[Records from a data source]
+===+

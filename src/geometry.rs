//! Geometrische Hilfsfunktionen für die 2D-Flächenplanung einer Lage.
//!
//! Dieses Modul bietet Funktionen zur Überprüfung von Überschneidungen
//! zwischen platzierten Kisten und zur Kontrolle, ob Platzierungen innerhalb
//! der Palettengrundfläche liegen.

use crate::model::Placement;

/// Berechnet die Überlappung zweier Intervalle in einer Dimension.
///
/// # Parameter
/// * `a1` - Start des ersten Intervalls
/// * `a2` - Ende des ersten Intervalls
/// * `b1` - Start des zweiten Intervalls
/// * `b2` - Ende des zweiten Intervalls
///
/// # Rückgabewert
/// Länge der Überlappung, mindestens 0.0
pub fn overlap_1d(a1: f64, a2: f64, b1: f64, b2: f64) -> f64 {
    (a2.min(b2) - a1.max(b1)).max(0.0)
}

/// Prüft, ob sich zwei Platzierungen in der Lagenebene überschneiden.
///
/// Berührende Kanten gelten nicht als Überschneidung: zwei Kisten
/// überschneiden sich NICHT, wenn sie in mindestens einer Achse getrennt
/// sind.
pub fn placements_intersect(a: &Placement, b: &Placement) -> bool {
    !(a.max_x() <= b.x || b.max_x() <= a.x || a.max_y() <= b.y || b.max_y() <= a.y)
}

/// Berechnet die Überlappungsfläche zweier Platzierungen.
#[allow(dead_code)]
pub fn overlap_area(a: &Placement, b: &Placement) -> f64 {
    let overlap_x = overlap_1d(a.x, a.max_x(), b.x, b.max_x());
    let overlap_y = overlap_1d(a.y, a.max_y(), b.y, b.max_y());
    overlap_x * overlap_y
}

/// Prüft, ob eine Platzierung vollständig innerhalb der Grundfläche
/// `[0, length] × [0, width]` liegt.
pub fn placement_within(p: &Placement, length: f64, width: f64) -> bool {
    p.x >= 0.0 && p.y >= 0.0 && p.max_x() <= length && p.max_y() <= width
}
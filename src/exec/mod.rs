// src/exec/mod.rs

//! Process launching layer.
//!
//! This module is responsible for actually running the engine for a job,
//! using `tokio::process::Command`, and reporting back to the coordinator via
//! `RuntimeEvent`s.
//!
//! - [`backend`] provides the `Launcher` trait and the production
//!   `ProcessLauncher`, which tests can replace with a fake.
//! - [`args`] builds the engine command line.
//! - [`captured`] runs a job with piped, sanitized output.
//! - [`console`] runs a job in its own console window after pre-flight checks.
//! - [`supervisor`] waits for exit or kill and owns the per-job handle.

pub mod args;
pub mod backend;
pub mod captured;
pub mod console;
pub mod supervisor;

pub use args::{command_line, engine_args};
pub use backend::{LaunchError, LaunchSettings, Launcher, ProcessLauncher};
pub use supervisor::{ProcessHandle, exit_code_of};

+===+

● Your goal: The first line of the entries above marks where to begin; repeat each line exactly through the one that contains "Start des ersten Intervalls", and include that line.

● Task output:
filename src/geometry.rs
//! Geometrische Hilfsfunktionen für die 2D-Flächenplanung einer Lage.
//!
//! Dieses Modul bietet Funktionen zur Überprüfung von Überschneidungen
//! zwischen platzierten Kisten und zur Kontrolle, ob Platzierungen innerhalb
//! der Palettengrundfläche liegen.

use crate::model::Placement;

/// Berechnet die Überlappung zweier Intervalle in einer Dimension.
///
/// # Parameter
/// * `a1` - Start des ersten Intervalls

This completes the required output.